Run and confirm the challenge

When a challenge is required, send the cardholder to the issuer’s challenge screen and have them return to your return_url. Then confirm: POST /v1/threeds/authentications/{authentication_id}/confirm
curl https://{{url}}/v1/threeds/authentications/{authentication_id}/confirm \
  -H "x-api-key: $LITE_API_KEY"
The session must be in CHALLENGE_REQUIRED when you call this, otherwise you get 400 with the current status in the message. On success it returns 200; re-fetch the session to read the final AUTHENTICATED result.

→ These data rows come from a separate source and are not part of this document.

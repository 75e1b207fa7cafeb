//! Positional argument codec.
//!
//! Each argument is JSON-serialized on its own, percent-encoded and sent as a form field
//! named after its position: `arg0=<json>&arg1=<json>&...`. The server reads fields in
//! increasing index order and stops at the first missing index.

use crate::config::arg_field_name;
use serde_json::Value;
use std::collections::HashMap;
use tracing::warn;

/// Encode a positional argument list as an `application/x-www-form-urlencoded` body.
pub fn encode_args(args: &[Value]) -> String {
    args.iter()
        .enumerate()
        .map(|(index, arg)| {
            format!(
                "{}={}",
                arg_field_name(index),
                urlencoding::encode(&arg.to_string())
            )
        })
        .collect::<Vec<_>>()
        .join("&")
}

/// Parse a form body into its fields.
///
/// When a field name repeats, the last occurrence wins.
pub fn parse_form(body: &str) -> HashMap<String, String> {
    url::form_urlencoded::parse(body.as_bytes())
        .into_owned()
        .collect()
}

/// Decode the positional argument list from already-parsed form fields.
///
/// Reading stops at the first gap, so `arg0` and `arg2` without `arg1` yields a single
/// argument. A field holding invalid JSON decodes to `null`; the remaining arguments are
/// unaffected.
pub fn decode_args(fields: &HashMap<String, String>) -> Vec<Value> {
    let mut args = Vec::new();
    while let Some(raw) = fields.get(&arg_field_name(args.len())) {
        let value = match serde_json::from_str(raw) {
            Ok(value) => value,
            Err(e) => {
                warn!("Argument {} is not valid JSON, using null: {}", args.len(), e);
                Value::Null
            }
        };
        args.push(value);
    }
    args
}

/// Decode the positional argument list straight from a form body.
pub fn decode_form_args(body: &str) -> Vec<Value> {
    decode_args(&parse_form(body))
}
//! HTTP front end for postrpc.
//!
//! Serves a [`postrpc::Dispatcher`] on a single POST route plus a health check.

pub mod functions;
pub mod handler;
pub mod server;

pub use functions::{build_registry, catalogue};
pub use server::{router, start_server};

Get an authentication session

GET /v1/threeds/authentications/{authentication_id} Returns the session in the same shape as create, use it to read the final status and authentication values after a challenge.
curl https://{{url}}/v1/threeds/authentications/{authentication_id} \
  -H "x-api-key: $LITE_API_KEY"

Use the result in a payment

Pass the authenticated values into the payment’s threeds.data:
{
  "amount": 10000,
  "currency": "SAR",
  "payment_instrument": { "id": "baf6a8e2-0c89-46ef-9ca5-faa65b99bcd5" },
  "threeds": {
    "data": {
      "authentication_value": "AAABBJkZUgAAAAAAAAAAAAAAAAA=",
      "eci": "05",
      "version": "2.1.0",
      "ds_transaction_id": "dstxn_a1b2c3d4e5f6",
      "trans_status": "Y"
    }
  },
  "device": { "...": "required" }
}

Errors

CodeMeaning
400The session is not in CHALLENGE_REQUIRED (confirm only).
401Authentication failed. The API key or token is missing or invalid.